The idea behind most diets is totally stupid
"Watch your portions and don't eat too much processed food" may be tried-and-true, but it won't lead to instant or drastic results, and it won't make anyone rich. It's much easier to, say, just cut out this ONE EVIL THING - saturated fat, sugar, gluten ... whatever the maligned food of the moment is.
The truth is that there's a disconnect; foods are not bogeymen. Eating too much is bad, and eating too much from a particular food group is often bad.
"What's getting harder to justify, though," writes Aaron E. Carroll, a physician and columnist for The Upshot at The New York Times, "is a focus on any one nutrient as a culprit for everyone."
Anyone can cherry-pick nutrition studies to suit a particular agenda. Yet while "we seek a singular nutritional guilty party," Carroll writes, the real problem is quite simple: "We eat more calories than we need."
That's why it shouldn't be surprising that reducing calories, however you choose to do that, is a pretty effective weight loss strategy. Last year, a major analysis of a wide variety of diets found that they all worked, at least to some extent. The diets were all different - some low-carb, some low-fat, etc. - but they had one thing in common: lower calories.
In other words, most diets tell you to eat less of one thing - but it's a ruse. The real goal here is just eating less, period. Cutting one thing out may help you do that in the short-term, but that doesn't mean that thing is inherently bad.

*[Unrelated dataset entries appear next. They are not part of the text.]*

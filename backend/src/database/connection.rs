use anyhow::{Context, Result};
use r2d2_sqlite::SqliteConnectionManager;
use rusqlite::functions::FunctionFlags;
use rusqlite::Connection;
use std::time::Duration;

use crate::config::settings::DatabaseSettings;

pub type DbPool = r2d2::Pool<SqliteConnectionManager>;
pub type DbConn = r2d2::PooledConnection<SqliteConnectionManager>;

const BUSY_TIMEOUT: Duration = Duration::from_secs(5);

pub fn create_pool(settings: &DatabaseSettings) -> Result<DbPool> {
    let manager = build_manager(&settings.path);
    build_pool(manager, settings.pool_size)
}

fn build_manager(path: &str) -> SqliteConnectionManager {
    SqliteConnectionManager::file(path).with_init(|conn| configure(conn))
}

fn build_pool(manager: SqliteConnectionManager, max_size: u32) -> Result<DbPool> {
    r2d2::Pool::builder()
        .max_size(max_size)
        .build(manager)
        .context("Failed to create database connection pool")
}

pub fn get_connection(pool: &DbPool) -> Result<DbConn> {
    pool.get()
        .context("Failed to get database connection from pool")
}

/// Per-connection settings: SQLite leaves foreign keys off unless asked, and
/// its built-in `lower()` only folds ASCII.
pub fn configure(conn: &Connection) -> rusqlite::Result<()> {
    conn.busy_timeout(BUSY_TIMEOUT)?;
    conn.execute_batch("PRAGMA foreign_keys = ON;")?;
    register_unicode_lower(conn)
}

fn register_unicode_lower(conn: &Connection) -> rusqlite::Result<()> {
    conn.create_scalar_function(
        "unicode_lower",
        1,
        FunctionFlags::SQLITE_UTF8 | FunctionFlags::SQLITE_DETERMINISTIC,
        |ctx| {
            let text: Option<String> = ctx.get(0)?;
            Ok(text.map(|text| text.to_lowercase()))
        },
    )
}
pub mod api;
pub mod cli;
pub mod config;
pub mod database;
pub mod domain;
pub mod errors;
pub mod services;

use anyhow::Result;
use clap::Parser;
use cli::Cli;

use crate::cli::Command;
use crate::config::settings::AppConfig;
use crate::services::catalog::CatalogService;
use crate::services::server::ServerService;

pub fn interpret() -> Command {
    let cli = Cli::parse();
    cli.command
}

pub fn handle_serve(port: u16) -> Result<()> {
    let runtime = tokio::runtime::Runtime::new()?;
    runtime.block_on(async {
        let config = AppConfig::from_env();
        let service = ServerService::new(port, config);
        service.run().await
    })
}

pub fn handle_init_db() -> Result<()> {
    let config = AppConfig::from_env();
    let pool = database::create_pool(&config.database)?;
    let conn = database::get_connection(&pool)?;
    database::setup::initialize_schema(&conn)
}

pub fn handle_reset_db() -> Result<()> {
    let config = AppConfig::from_env();
    let pool = database::create_pool(&config.database)?;
    let conn = database::get_connection(&pool)?;
    database::setup::reset_database(&conn)
}

pub fn handle_seed_films() -> Result<()> {
    let config = AppConfig::from_env();
    let pool = database::create_pool(&config.database)?;
    let mut conn = database::get_connection(&pool)?;
    database::setup::initialize_schema(&conn)?;
    CatalogService::new().seed(&mut conn)?;
    Ok(())
}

Still, some eating plans are easier than others. Extreme regimens that cut out a whole food group are often hard to stick to. And that's what you really need to figure out if you're trying to eat better: not which nutrient is the enemy (spoiler alert: none are), but how you can eat healthily over the long-term, not for just a month or a year.
"What isn't helpful is picking a nutritional culprit of bad health and proclaiming that everyone else is eating wrong," Carroll writes. "The best diet is the one that you're likely to keep."